One hundred years prior to the publication of "The Journey," Brevet Major General E. Carr offered a very different spatial story of Tucson. Speaking in July of 1880 at a celebration marking the arrival of the railroad, Carr gestured toward Tucson and proclaimed: "Tucson, the mud town on the banks of the Santa Cruz, will be magnificent.... The rude and unattractive mud front will give place to the stately mansion with pedestal and column, frieze and architecture.... Taste and capital and energy are mighty powers in the building of cities." The reference to mud-that is, to adobe-functions as an implicitly racialized counterpoint, intended to exalt the architectural style most characteristic of imaginary Southern plantations; this reference, with its claim to Anglo superiority, would not have been lost on Carr's Anglo audiences, many of whom emigrated from the Southern United States after the Civil War. Carr is baldly clear in his tropes: architecture is a sign of race; narratives of place become shorthand references for racial narratives. Architectural aesthetics merge with bourgeois notions of propriety to become signs of an imaginary Anglo superiority, and the South rises again "on the banks of the Santa Cruz."

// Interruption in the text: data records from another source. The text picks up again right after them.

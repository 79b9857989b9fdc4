//! Single-shot values: a [`Promise`] writes once, a [`SingleShot`] reads once.

use crate::coordinator::Continuation;
use crate::error::{Error, Result};
use crate::source::Registration;
use crate::transfer::Delivered;
use parking_lot::Mutex;
use std::fmt;
use std::sync::{Arc, Weak};

enum Value<T> {
    Empty,
    Ready(T),
    Taken,
    /// The promise was dropped unset.
    Broken,
}

struct State<T> {
    value: Value<T>,
    waiter: Option<Continuation>,
    receiver_alive: bool,
}

type Shared<T> = Arc<Mutex<State<T>>>;

/// Creates a connected promise / single-shot pair.
#[must_use]
pub fn promise<T>() -> (Promise<T>, SingleShot<T>) {
    let shared = Arc::new(Mutex::new(State {
        value: Value::Empty,
        waiter: None,
        receiver_alive: true,
    }));
    (
        Promise {
            shared: Arc::clone(&shared),
            fulfilled: false,
        },
        SingleShot { shared },
    )
}

/// Write side of a single-shot value.
///
/// Dropping it unset breaks the value; the reader then fails with
/// `SourceAbandoned`.
pub struct Promise<T> {
    shared: Shared<T>,
    fulfilled: bool,
}

impl<T> Promise<T> {
    /// Sets the value and resumes a waiting reader on this thread.
    ///
    /// Returns false if the reader is gone.
    pub fn set(mut self, value: T) -> bool {
        self.fulfilled = true;
        let waiter = {
            let mut state = self.shared.lock();
            if !state.receiver_alive {
                return false;
            }
            state.value = Value::Ready(value);
            state.waiter.take()
        };
        if let Some(waiter) = waiter {
            waiter.resume();
        }
        true
    }

    /// Returns true while a coroutine is suspended on the value.
    #[must_use]
    pub fn has_waiter(&self) -> bool {
        self.shared.lock().waiter.is_some()
    }
}

impl<T> Drop for Promise<T> {
    fn drop(&mut self) {
        if self.fulfilled {
            return;
        }
        let waiter = {
            let mut state = self.shared.lock();
            state.value = Value::Broken;
            state.waiter.take()
        };
        drop(waiter);
    }
}

impl<T> fmt::Debug for Promise<T> {
    fn fmt(&self, f: &mut fmt::Formatter<'_>) -> fmt::Result {
        f.debug_struct("Promise")
            .field("fulfilled", &self.fulfilled)
            .finish_non_exhaustive()
    }
}

/// Read side of a single-shot value. The value can be taken exactly once.
///
/// Await it by value (`shot.await`) to move the value out. Awaiting a
/// reference fails with `InvalidOperation`, since a borrowed handle cannot
/// consume the value.
pub struct SingleShot<T> {
    shared: Shared<T>,
}

impl<T> SingleShot<T> {
    /// An already-resolved single-shot value.
    #[must_use]
    pub fn ready(value: T) -> Self {
        Self {
            shared: Arc::new(Mutex::new(State {
                value: Value::Ready(value),
                waiter: None,
                receiver_alive: true,
            })),
        }
    }

    /// Returns true if a value, or a broken promise, is waiting.
    #[must_use]
    pub fn is_ready(&self) -> bool {
        matches!(self.shared.lock().value, Value::Ready(_) | Value::Broken)
    }

    /// Returns true once the value has been taken.
    #[must_use]
    pub fn is_consumed(&self) -> bool {
        matches!(self.shared.lock().value, Value::Taken)
    }

    /// Takes the value without suspending, if it is there.
    pub fn try_take(&self) -> Option<T> {
        let mut state = self.shared.lock();
        match std::mem::replace(&mut state.value, Value::Taken) {
            Value::Ready(value) => Some(value),
            other => {
                state.value = other;
                None
            }
        }
    }

    pub(crate) fn take_value(&self) -> Option<Result<T>>
    where
        T: 'static,
    {
        let mut state = self.shared.lock();
        match &state.value {
            Value::Empty => None,
            Value::Taken => Some(Err(Error::invalid_operation(
                "single-shot value already consumed",
            ))),
            Value::Broken => Some(Err(Error::abandoned("promise dropped without a value"))),
            Value::Ready(_) => match std::mem::replace(&mut state.value, Value::Taken) {
                Value::Ready(value) => Some(Delivered::moved(value).into_value()),
                _ => None,
            },
        }
    }

    /// Parks `continuation` until the promise is set or dropped.
    ///
    /// Hands it back if the value arrived in the meantime.
    pub(crate) fn park(
        &self,
        continuation: Continuation,
    ) -> std::result::Result<ShotRegistration<T>, Continuation> {
        let mut state = self.shared.lock();
        if !matches!(state.value, Value::Empty) {
            return Err(continuation);
        }
        state.waiter = Some(continuation);
        Ok(ShotRegistration {
            shared: Arc::downgrade(&self.shared),
        })
    }
}

impl<T> Drop for SingleShot<T> {
    fn drop(&mut self) {
        let waiter = {
            let mut state = self.shared.lock();
            state.receiver_alive = false;
            state.waiter.take()
        };
        drop(waiter);
    }
}

impl<T> fmt::Debug for SingleShot<T> {
    fn fmt(&self, f: &mut fmt::Formatter<'_>) -> fmt::Result {
        let state = match self.shared.lock().value {
            Value::Empty => "empty",
            Value::Ready(_) => "ready",
            Value::Taken => "taken",
            Value::Broken => "broken",
        };
        f.debug_struct("SingleShot").field("state", &state).finish()
    }
}

pub(crate) struct ShotRegistration<T> {
    shared: Weak<Mutex<State<T>>>,
}

impl<T: Send + 'static> Registration for ShotRegistration<T> {
    fn unregister(self: Box<Self>) {
        if let Some(shared) = self.shared.upgrade() {
            let waiter = shared.lock().waiter.take();
            drop(waiter);
        }
    }
}
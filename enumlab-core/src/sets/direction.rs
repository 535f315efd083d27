//! Cardinal directions for a ship trying to get home.
//!
//! Home lies to the north-east, so North and East help and the other two
//! do not. Each direction carries its arrow as raw value.

use strum::{Display, EnumCount, EnumIter, IntoStaticStr};

use crate::closed_set::{ClosedSet, RawAssignment, RawValued};

#[derive(Debug, Clone, Copy, PartialEq, Eq, Hash, Display, EnumIter, EnumCount, IntoStaticStr)]
pub enum CardinalDirection {
    North,
    South,
    East,
    West,
}

impl ClosedSet for CardinalDirection {
    const SET_NAME: &'static str = "CardinalDirection";
}

impl RawValued for CardinalDirection {
    type Raw = &'static str;
    const ASSIGNMENT: RawAssignment = RawAssignment::ExplicitText;

    fn raw_value(self) -> &'static str {
        match self {
            Self::North => "↑",
            Self::South => "↓",
            Self::East => "→",
            Self::West => "←",
        }
    }
}

/// Directions that bring the ship closer to home.
pub const HOMEWARD: [CardinalDirection; 2] = [CardinalDirection::North, CardinalDirection::East];

/// Tells the ship whether `direction` helps it get home.
pub fn help(direction: CardinalDirection) -> String {
    let arrow = direction.raw_value();
    match direction {
        CardinalDirection::North | CardinalDirection::East => {
            format!("The ship needs to go {} ({}).", direction, arrow)
        }
        CardinalDirection::South | CardinalDirection::West => format!(
            "This direction {} ({}) does not help the ship to get home.",
            direction, arrow
        ),
    }
}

Carr further underscores his racial-spatial story through the invocation of temporality: "Seated beside the Santa Cruz she slept a century away, little dreaming of her brilliant life to come. But to-day she awakens, and, conscious to the touch of the magic wand of science and civilization, rises erect, and with elastic step wheels into line with the advancing column." If the metaphors seem a bit mixed, they are nonetheless abundantly clear. Anglos bring science and civilization to a sleeping people, to a community now, as if by magic, incorporated into the (militarized) movement of Manifest Destiny. Carr attributes a Rip Van Winkle-esque quality to Mexicanos in an effort to emphasize the vigor, progress, and superiority of Anglos and to further disarticulate Mexicano contributions to the production of the region. Carr's language also sexualizes space in an effort to emasculate Mexicanos.

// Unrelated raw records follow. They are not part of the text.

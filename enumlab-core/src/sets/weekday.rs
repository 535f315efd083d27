//! Days of the week, with and without raw values.
//!
//! - [`Weekday`]: identity only
//! - [`WeekdayIndex`]: implicit integer raw values starting at 0
//! - [`WeekdayNumber`]: implicit integer raw values starting at 1
//!
//! The integer variants use `#[repr(i64)]` discriminants, which count up
//! by one from the first variant exactly like the implicit raw-value rule.

use strum::{Display, EnumCount, EnumIter, FromRepr, IntoStaticStr};

use crate::closed_set::{ClosedSet, RawAssignment, RawValued};

/// A day of the week.
#[derive(Debug, Clone, Copy, PartialEq, Eq, Hash, Display, EnumIter, EnumCount, IntoStaticStr)]
pub enum Weekday {
    Monday,
    Tuesday,
    Wednesday,
    Thursday,
    Friday,
    Saturday,
    Sunday,
}

impl ClosedSet for Weekday {
    const SET_NAME: &'static str = "Weekday";
}

/// Saturday and Sunday.
pub const WEEKEND: [Weekday; 2] = [Weekday::Saturday, Weekday::Sunday];

/// A day of the week keyed by a zero-based index.
#[derive(
    Debug, Clone, Copy, PartialEq, Eq, Hash, Display, EnumIter, EnumCount, IntoStaticStr, FromRepr,
)]
#[repr(i64)]
pub enum WeekdayIndex {
    Monday,
    Tuesday,
    Wednesday,
    Thursday,
    Friday,
    Saturday,
    Sunday,
}

impl ClosedSet for WeekdayIndex {
    const SET_NAME: &'static str = "WeekdayIndex";
}

impl RawValued for WeekdayIndex {
    type Raw = i64;
    const ASSIGNMENT: RawAssignment = RawAssignment::ImplicitInt { start: 0 };

    fn raw_value(self) -> i64 {
        self as i64
    }

    fn from_raw(raw: i64) -> Option<Self> {
        Self::from_repr(raw)
    }
}

/// A day of the week keyed by its 1-based number.
#[derive(
    Debug, Clone, Copy, PartialEq, Eq, Hash, Display, EnumIter, EnumCount, IntoStaticStr, FromRepr,
)]
#[repr(i64)]
pub enum WeekdayNumber {
    Monday = 1,
    Tuesday,
    Wednesday,
    Thursday,
    Friday,
    Saturday,
    Sunday,
}

impl ClosedSet for WeekdayNumber {
    const SET_NAME: &'static str = "WeekdayNumber";
}

impl RawValued for WeekdayNumber {
    type Raw = i64;
    const ASSIGNMENT: RawAssignment = RawAssignment::ImplicitInt { start: 1 };

    fn raw_value(self) -> i64 {
        self as i64
    }

    fn from_raw(raw: i64) -> Option<Self> {
        Self::from_repr(raw)
    }
}

/// Names the day.
pub fn weekday_name(day: Weekday) -> String {
    format!("This weekday is called {}", day)
}

/// Workday, Saturday, or Sunday.
///
/// Saturday and Sunday get separate arms with different wording, so this
/// is a three-way split rather than a weekend check.
pub fn is_it_finally_weekend(day: Weekday) -> String {
    match day {
        Weekday::Monday
        | Weekday::Tuesday
        | Weekday::Wednesday
        | Weekday::Thursday
        | Weekday::Friday => format!("{} is a regular workday.", day),
        Weekday::Saturday => "Wuhuuuu, it's SATURDAYYYYYY.".to_string(),
        Weekday::Sunday => "It's a weekend day.".to_string(),
    }
}
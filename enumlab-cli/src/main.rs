//! enumlab CLI - runs the closed value set lesson pages.
//!
//! With no arguments, prints every page's lines in statement order.
//!
//! Modes:
//! - `--page <name>`: run only the named pages (repeatable)
//! - `--coverage`: audit every matching function for exhaustiveness
//! - `--list`: list every set with its variants and raw values
//! - `--lookup <SET> <RAW>`: find a variant by raw value

use anyhow::{anyhow, Context, Result};
use clap::Parser;
use std::path::{Path, PathBuf};

use enumlab_core::{
    audit_all, catalog, init_structured_logging, load_config, load_config_file, log_error,
    log_info, log_warn, lookup_raw, print_catalog_json, print_catalog_plain, print_coverage_json,
    print_coverage_plain, print_lookup_json, print_lookup_plain, print_pages_json,
    print_pages_plain, run_pages, EnumlabConfig, OutputFormat, Page,
};

#[derive(Parser, Debug)]
#[command(author, version, about = "Closed value sets and exhaustive matching, page by page")]
pub struct Cli {
    /// Page to run (control-flow, raw-values); repeat for several
    #[arg(long = "page", value_name = "PAGE")]
    pages: Vec<String>,

    /// Output results in JSON format
    #[arg(long)]
    json: bool,

    /// Audit every matching function for exhaustiveness
    #[arg(long)]
    coverage: bool,

    /// List every closed set with its variants and raw values
    #[arg(long)]
    list: bool,

    /// Look up a variant by raw value, e.g. --lookup Month 3
    #[arg(long, num_args = 2, value_names = ["SET", "RAW"])]
    lookup: Option<Vec<String>>,

    /// Read configuration from this file instead of ./enumlab.toml
    #[arg(long, value_name = "FILE")]
    config: Option<PathBuf>,
}

/// Loads the explicit config file, or ./enumlab.toml when present.
fn resolve_config(cli: &Cli) -> Result<EnumlabConfig> {
    if let Some(path) = &cli.config {
        log_info(&format!("using config {}", path.display()));
        return load_config_file(path);
    }

    let found = load_config(Path::new("."))?;
    Ok(found.unwrap_or_default())
}

/// Pages from the command line win over the config file.
fn resolve_pages(cli: &Cli, config: &EnumlabConfig) -> Result<Vec<Page>> {
    if cli.pages.is_empty() {
        return Ok(config.pages());
    }

    cli.pages
        .iter()
        .map(|name| Page::parse(name).map_err(|e| anyhow!(e)))
        .collect()
}

fn run(cli: &Cli) -> Result<()> {
    let config = resolve_config(cli)?;
    let json = cli.json || config.format() == OutputFormat::Json;

    if let Some(args) = &cli.lookup {
        let (set, raw) = match args.as_slice() {
            [set, raw] => (set.as_str(), raw.as_str()),
            _ => return Err(anyhow!("--lookup takes exactly SET and RAW")),
        };
        let found = lookup_raw(set, raw)
            .with_context(|| format!("Lookup of '{}' in {} failed", raw, set))?;
        if found.is_none() {
            log_warn(&format!("no variant of {} has raw value {}", set, raw));
        }
        if json {
            print_lookup_json(set, raw, found);
        } else {
            print_lookup_plain(set, raw, found);
        }
        return Ok(());
    }

    if cli.list {
        let sets = catalog();
        if json {
            print_catalog_json(&sets);
        } else {
            print_catalog_plain(&sets);
        }
        return Ok(());
    }

    if cli.coverage {
        let reports = audit_all().context("Coverage audit failed")?;
        if json {
            print_coverage_json(&reports);
        } else {
            print_coverage_plain(&reports);
        }
        return Ok(());
    }

    let pages = resolve_pages(cli, &config)?;
    let outputs = run_pages(&pages);
    if json {
        print_pages_json(&outputs);
    } else {
        print_pages_plain(&outputs);
    }

    Ok(())
}

fn main() -> Result<()> {
    std::panic::set_hook(Box::new(|info| {
        eprintln!("[PANIC] enumlab internal error: {}", info);
    }));

    // JSON logs to stderr, filtered by RUST_LOG
    init_structured_logging();

    let cli = Cli::parse();

    run(&cli).inspect_err(|e| log_error(&format!("{:#}", e)))
}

Far more than one hundred years lie between Preciado Martin's and Carr's accounts. Reading Carr's narrative alongside Martin's, one must consider that the adobes Carr so arrogantly dismisses are the very buildings preserved with plaques "In Bronze." What Carr sees as a landscape to be destroyed becomes a century later the landscape that authenticates the region for tourists seeking signs of the "Old West" and that signals legacies of survival and imperialism for the descendants of the buildings' first inhabitants. What is at stake, as these two accounts indicate, is not simply a contest over how to imagine the Arizona landscape. Rather, figured through landscape is a battle over both the imaginary of the future as well as of the past. By landscape, I mean not a simplistic depiction of scenery but rather the conscious construction of a perspective, a way of seeing the region that, in concert with policies, laws, and institutions, physically makes the land, produces the landscape materially, and sustains it ideologically.

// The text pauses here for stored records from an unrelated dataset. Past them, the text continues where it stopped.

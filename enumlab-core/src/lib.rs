//! enumlab-core: closed value sets and exhaustive matching, as lesson pages.
//!
//! The crate models small enumerations (courses, weekdays, faces, cardinal
//! directions, months) and the functions that `match` over them. Two lesson
//! pages evaluate those functions in a fixed order and produce the lines a
//! reader sees.
//!
//! # Quick Start
//!
//! ```rust,ignore
//! use enumlab_core::prelude::*;
//!
//! for output in run_pages(&Page::variants()) {
//!     for line in &output.lines {
//!         println!("{}", line);
//!     }
//! }
//!
//! assert_eq!(Month::from_raw(4), Some(Month::April));
//! assert_eq!(Month::from_raw(0), None);
//! ```
//!
//! # Module Organization
//!
//! - [`closed_set`]: `ClosedSet` / `RawValued` traits and the implicit raw-value rule
//! - [`sets`]: the lesson's sets and matching functions
//! - [`coverage`]: run-time exhaustiveness audit of matching functions
//! - [`page`]: the lesson pages as ordered scripts
//! - [`report`]: plain and JSON output
//! - [`config`]: `enumlab.toml` loading
//! - [`error`]: typed errors

pub mod closed_set;
pub mod config;
pub mod coverage;
pub mod error;
pub mod logging;
pub mod page;
pub mod prelude;
pub mod report;
pub mod sets;

// ============================================================================
// Explicit Re-exports
// ============================================================================

// Error types
pub use error::{EnumlabError, EnumlabResult, IoResultExt};

// Closed set abstraction
pub use closed_set::{
    implicit_int_raw_values, verify_int_assignment, ClosedSet, RawAssignment, RawScalar,
    RawValued,
};

// Configuration
pub use config::{load_config, load_config_file, EnumlabConfig, OutputConfig, OutputFormat};

// Coverage audit
pub use coverage::{audit, audit_all, Branch, CoverageReport};

// Logging
pub use logging::{init_structured_logging, log_error, log_info, log_warn};

// Pages
pub use page::{run_pages, Page, PageOutput};

// Reporting
pub use report::{
    print_catalog_json, print_catalog_plain, print_coverage_json, print_coverage_plain,
    print_lookup_json, print_lookup_plain, print_pages_json, print_pages_plain,
    render_catalog_plain, render_coverage_plain, render_lookup_plain, render_pages_plain,
};

// Sets and matching functions
pub use sets::{
    catalog, compare_courses, course_kind, course_name, help, is_it_finally_weekend,
    is_mobile_course, lookup_raw, month_position, weekday_name, CardinalDirection, Emoticon,
    Face, FirstQuarterCourse, Month, SetListing, VariantListing, Weekday, WeekdayIndex,
    WeekdayNumber, HOMEWARD, MOBILE, WEEKEND,
};

#[cfg(test)]
mod tests;
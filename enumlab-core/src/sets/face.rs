//! Faces with text raw values.

use strum::{Display, EnumCount, EnumIter, IntoStaticStr};

use crate::closed_set::{ClosedSet, RawAssignment, RawValued};

/// A face whose raw value is its own name.
#[derive(Debug, Clone, Copy, PartialEq, Eq, Hash, Display, EnumIter, EnumCount, IntoStaticStr)]
pub enum Face {
    Happy,
    Sad,
    Nerd,
}

impl ClosedSet for Face {
    const SET_NAME: &'static str = "Face";
}

impl RawValued for Face {
    type Raw = &'static str;
    const ASSIGNMENT: RawAssignment = RawAssignment::ImplicitText;

    fn raw_value(self) -> &'static str {
        self.name()
    }
}

/// A face drawn as an emoticon.
#[derive(Debug, Clone, Copy, PartialEq, Eq, Hash, Display, EnumIter, EnumCount, IntoStaticStr)]
pub enum Emoticon {
    Happy,
    Sad,
    Nerd,
}

impl ClosedSet for Emoticon {
    const SET_NAME: &'static str = "Emoticon";
}

impl RawValued for Emoticon {
    type Raw = &'static str;
    const ASSIGNMENT: RawAssignment = RawAssignment::ExplicitText;

    fn raw_value(self) -> &'static str {
        match self {
            Self::Happy => ":-)",
            Self::Sad => ":-(",
            Self::Nerd => "8-)",
        }
    }
}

Brevet Major General Carr's envisioned landscape doesn't just entail the dissolution of a Mexican community; he also imagines erasure of that community from history itself, through a seemingly aesthetic if openly racialized hierarchy. In this manner the General worked within a tradition, then nearly forty years old, of depicting Arizona in a manner that would produce an Anglo Arizona landscape at the expense of the colonized Mexicanos, Apaches, Tohono O'odhams, Pimas, and others. Preciado Martin's story points to the smug and contradictory signs of this effort. Yet her story also offers signs that the Anglo Arizona landscape did not fully eliminate Mexicanos or Mexican culture. Indeed, "The Journey" is yet another reminder of the intensive contest waged against the making of such landscapes and their consolidation in historical memory.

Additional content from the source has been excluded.